La ciudad de los vivos y de los muertos. Antonio Muñoz Molina
Con la ayuda de un cómplice, el hijo ha matado a alguien, y no ha sido un atropello: lo han torturado durante horas
Origen: Antonio Muñoz Molina: La ciudad de los vivos y los muertos | Babelia | EL PAÍS
Textos
Manuel se abrió paso entre los familiares, llegó hasta el ataúd de su tío. Quieto mientras observaba el cadáver, se prometió tomar una decisión antes de la noche. Saber. Saber mientras los demás no sabían. La sensación era nueva. Manuel sabía cuando su madre le aconsejó que se cambiara de pantalones; sabía en el coche, sentado junto a su hermano; lo sabía ahora en la capilla ardiente. Sabía lo que los demás ni siquiera podían imaginarse. Acostumbrado a acatar las decisiones ajenas ahora era él quien podía decidir. Pocas palabras. Bastaría solo con pronunciarlas para cambiar la vida de todos ellos.
En un mundo que creemos sustentado sobre bases demasiado materiales, nos cuesta un gran esfuerzo pensar que la palabra conserva sus poderes mágicos. Sin embargo, algunas frases sencillas pronunciadas por Manuel los habían lanzado de cabeza a una pesadilla. Se encontraban a doscientos kilómetros de casa, parados en un área de descanso. En cualquier momento podría pasar el coche fúnebre con el cadáver del tío dentro. El viento frío los azotaba. Manuel acababa de acusarse a sí mismo de asesinato. Y, a pocos pasos, sin saber nada de nada, estaban el abuelo, la abuela y la madre del presunto asesino.
Ningún ser humano está a la altura de las tragedias que se le infligen. Los seres humanos son imprecisos. Las tragedias, piezas únicas y perfectas, parecen talladas por las manos de un dios en cada ocasión. El sentimiento de lo cómico nace de esta desproporción.

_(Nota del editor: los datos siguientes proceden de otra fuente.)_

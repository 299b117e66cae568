//! Regex extraction of candidate keys from raw page text

use std::collections::BTreeSet;

use regex::Regex;

/// Lexical pattern for a candidate key: fixed prefix plus a 33-character body
const KEY_PATTERN: &str = "AIzaSy[A-Za-z0-9_-]{33}";

/// Extracts the set of candidate keys appearing in a page
pub struct KeyExtractor {
    pattern: Regex,
}

impl KeyExtractor {
    pub fn new() -> Self {
        Self {
            pattern: Regex::new(KEY_PATTERN).expect("valid key pattern"),
        }
    }

    /// Collect the unique candidate keys in the text. Malformed input simply
    /// yields an empty set; extraction never fails.
    pub fn extract(&self, page_text: &str) -> BTreeSet<String> {
        self.pattern
            .find_iter(page_text)
            .map(|found| found.as_str().to_string())
            .collect()
    }
}

impl Default for KeyExtractor {
    fn default() -> Self {
        Self::new()
    }
}
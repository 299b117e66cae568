//! Scraper binary entry point
//!
//! Pages through the cookie-gated key source and writes the harvested keys,
//! deduplicated and sorted, for the tester and analyzer to probe later.

use std::collections::BTreeSet;
use std::path::Path;

use tracing::{error, info};

use scraper::{PageScraper, ScraperConfig};
use shared::{keyfile, logging, ToolId};

/// Session config with cookies, resolved against the working directory
const CONFIG_FILE: &str = "config.json";

/// Harvest destination, one key per line
const OUTPUT_FILE: &str = "found_api_keys.txt";

#[tokio::main]
async fn main() {
    ToolId::init(ToolId::Scraper);
    logging::init_tracing();

    info!("🚀 starting key scraper");

    let config = match ScraperConfig::load(Path::new(CONFIG_FILE)) {
        Ok(config) => config,
        Err(e) => {
            error!("{e}");
            return;
        }
    };

    let scraper = PageScraper::new(config);
    let mut found = BTreeSet::new();
    if let Err(e) = scraper.harvest(&mut found).await {
        error!("harvest stopped early: {e}");
    }

    if found.is_empty() {
        info!("no keys found on any page");
        return;
    }

    info!("found {} unique keys in total", found.len());
    let keys: Vec<String> = found.into_iter().collect();
    keyfile::save_or_dump("found", &keys, Path::new(OUTPUT_FILE));
}
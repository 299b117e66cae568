//! Gemini API client implementing the `ModelApi` probe seam

use std::time::Duration;

use async_trait::async_trait;
use reqwest::StatusCode;

use crate::traits::ModelApi;
use crate::types::{ProbeOutcome, EMPTY_REPLY_MARKER};

const DEFAULT_BASE_URL: &str = "https://generativelanguage.googleapis.com";

/// Quota indicators surfaced inside Gemini error payloads. The API reports
/// quota exhaustion with the same error shape as an outright invalid key, so
/// this text check must run before any status-based dispatch.
pub(crate) fn is_quota_error(message: &str) -> bool {
    message.contains("429") || message.contains("Quota exceeded")
}

/// Map an HTTP error response from the API to a probe outcome
pub(crate) fn outcome_from_api_error(status: StatusCode, body: &str) -> ProbeOutcome {
    let message = format!("HTTP {status}: {body}");
    if is_quota_error(&message) {
        ProbeOutcome::QuotaExceeded(message)
    } else {
        ProbeOutcome::ClientError(message)
    }
}

/// Map a transport-level failure to a probe outcome
pub(crate) fn outcome_from_transport_error(error: reqwest::Error) -> ProbeOutcome {
    if error.is_timeout() {
        ProbeOutcome::TransientError(format!("network timeout: {error}"))
    } else {
        ProbeOutcome::TransientError(format!("network error: {error}"))
    }
}

/// Gemini REST client. One bounded timeout per request, no retries: a
/// transient failure classifies the candidate for this run, and re-running
/// the tool is the retry mechanism.
pub struct GeminiClient {
    client: reqwest::Client,
    base_url: String,
    timeout: Duration,
}

impl GeminiClient {
    /// Create a client against the production endpoint
    pub fn new(timeout_seconds: u64) -> Self {
        Self::with_base_url(DEFAULT_BASE_URL, timeout_seconds)
    }

    /// Point the client at a different endpoint; tests use this to talk to a
    /// local mock server
    pub fn with_base_url(base_url: impl Into<String>, timeout_seconds: u64) -> Self {
        Self {
            client: reqwest::Client::new(),
            base_url: base_url.into(),
            timeout: Duration::from_secs(timeout_seconds),
        }
    }
}

#[async_trait]
impl ModelApi for GeminiClient {
    async fn list_models(&self, api_key: &str) -> Result<Vec<String>, ProbeOutcome> {
        let url = format!("{}/v1beta/models", self.base_url);

        let response = self
            .client
            .get(&url)
            .query(&[("key", api_key)])
            .timeout(self.timeout)
            .send()
            .await
            .map_err(outcome_from_transport_error)?;

        let status = response.status();
        if !status.is_success() {
            let body = response.text().await.unwrap_or_default();
            return Err(outcome_from_api_error(status, &body));
        }

        let response_json: serde_json::Value = response.json().await.map_err(|e| {
            ProbeOutcome::TransientError(format!("failed to parse model list: {e}"))
        })?;

        let models = response_json
            .get("models")
            .and_then(|models| models.as_array())
            .map(|models| {
                models
                    .iter()
                    .filter_map(|model| model.get("name").and_then(|name| name.as_str()))
                    .map(str::to_string)
                    .collect()
            })
            .unwrap_or_default();

        Ok(models)
    }

    async fn send_chat(
        &self,
        api_key: &str,
        model: &str,
        prompt: &str,
        max_output_tokens: u32,
    ) -> ProbeOutcome {
        let request_body = serde_json::json!({
            "contents": [
                {
                    "parts": [
                        {
                            "text": prompt
                        }
                    ]
                }
            ],
            "generationConfig": {
                "maxOutputTokens": max_output_tokens
            }
        });

        let url = format!("{}/v1beta/models/{}:generateContent", self.base_url, model);

        let response = match self
            .client
            .post(&url)
            .query(&[("key", api_key)])
            .header("Content-Type", "application/json")
            .json(&request_body)
            .timeout(self.timeout)
            .send()
            .await
        {
            Ok(response) => response,
            Err(e) => return outcome_from_transport_error(e),
        };

        let status = response.status();
        if !status.is_success() {
            let body = response.text().await.unwrap_or_default();
            return outcome_from_api_error(status, &body);
        }

        let response_json: serde_json::Value = match response.json().await {
            Ok(json) => json,
            Err(e) => {
                return ProbeOutcome::TransientError(format!("failed to parse chat response: {e}"))
            }
        };

        let text = response_json
            .get("candidates")
            .and_then(|candidates| candidates.get(0))
            .and_then(|candidate| candidate.get("content"))
            .and_then(|content| content.get("parts"))
            .and_then(|parts| parts.get(0))
            .and_then(|part| part.get("text"))
            .and_then(|text| text.as_str())
            .unwrap_or("");

        if text.is_empty() {
            ProbeOutcome::Success(EMPTY_REPLY_MARKER.to_string())
        } else {
            ProbeOutcome::Success(text.to_string())
        }
    }
}
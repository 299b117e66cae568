//! Tester binary entry point
//!
//! Classifies candidate keys as valid or invalid: a cheap liveness probe
//! first, then one short chat turn. Quota-limited keys count as valid here;
//! the operator only cares whether the credential authenticates. Paths are
//! fixed constants so the tool can run unattended in a container.

use std::path::Path;

use chrono::Local;
use tracing::{info, warn};

use prober::{CheckPolicy, GeminiClient, KeyBucket, KeyRun, ProbeConfig};
use shared::{keyfile, logging, ToolId};

/// Candidate key file, mounted under /data for container use
const API_KEYS_FILE: &str = "/data/api_keys.txt";

/// Directory the dated verified-key file lands in
const OUTPUT_DIR: &str = "/data";

fn verified_filename(date_stamp: &str) -> String {
    format!("api_keys_verified_{date_stamp}.txt")
}

#[tokio::main]
async fn main() {
    ToolId::init(ToolId::Tester);
    logging::init_tracing();

    info!("🚀 starting Gemini API key tester");

    let keys = match keyfile::load_keys(Path::new(API_KEYS_FILE)) {
        Ok(keys) => keys,
        Err(e) => {
            warn!("{e}; continuing with an empty candidate list");
            Vec::new()
        }
    };

    let probe = ProbeConfig::default();
    let client = GeminiClient::new(probe.timeout_seconds);
    let run = KeyRun::new(client, CheckPolicy::Verify).with_probe_config(probe);

    let report = run.run(&keys).await;

    let date_stamp = Local::now().format("%Y%m%d").to_string();
    let output_path = Path::new(OUTPUT_DIR).join(verified_filename(&date_stamp));
    keyfile::save_or_dump("verified", report.keys_in(KeyBucket::Valid), &output_path);

    report.log_summary();
    info!("✅ tester finished");
}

Esa noche, sin embargo, en la décima planta de via Igino Giordani, parecía que toda la desesperación, el despecho, la arrogancia, la brutalidad, la sensación de fracaso que reinaba en la ciudad, se hubieran concentrado en un único punto.
—Cuando era pequeño —le dijo Marco Prato al fiscal—, a veces me iba a la cama y rezaba. Rezaba para que, por la mañana, mágicamente, pudiera despertarme en el cuerpo de una niña. Lo deseaba muchísimo.
Marco abrió los ojos unas horas después. Se había quedado profundamente dormido. Despertarse fue como si lo hubieran arrojado a la superficie desde el fondo de un océano, sintió que le faltaba el aliento, abrió la boca para inhalar oxígeno, se incorporó de golpe en la cama. Como el agua de una fuga, un pensamiento empezó a invadirle la cabeza. A su lado estaba Manuel, dormido, Marco lo observó atónito, luego se giró hacia el otro lado y vio claramente el cadáver de Luca en el suelo. «Entonces es verdad», pensó.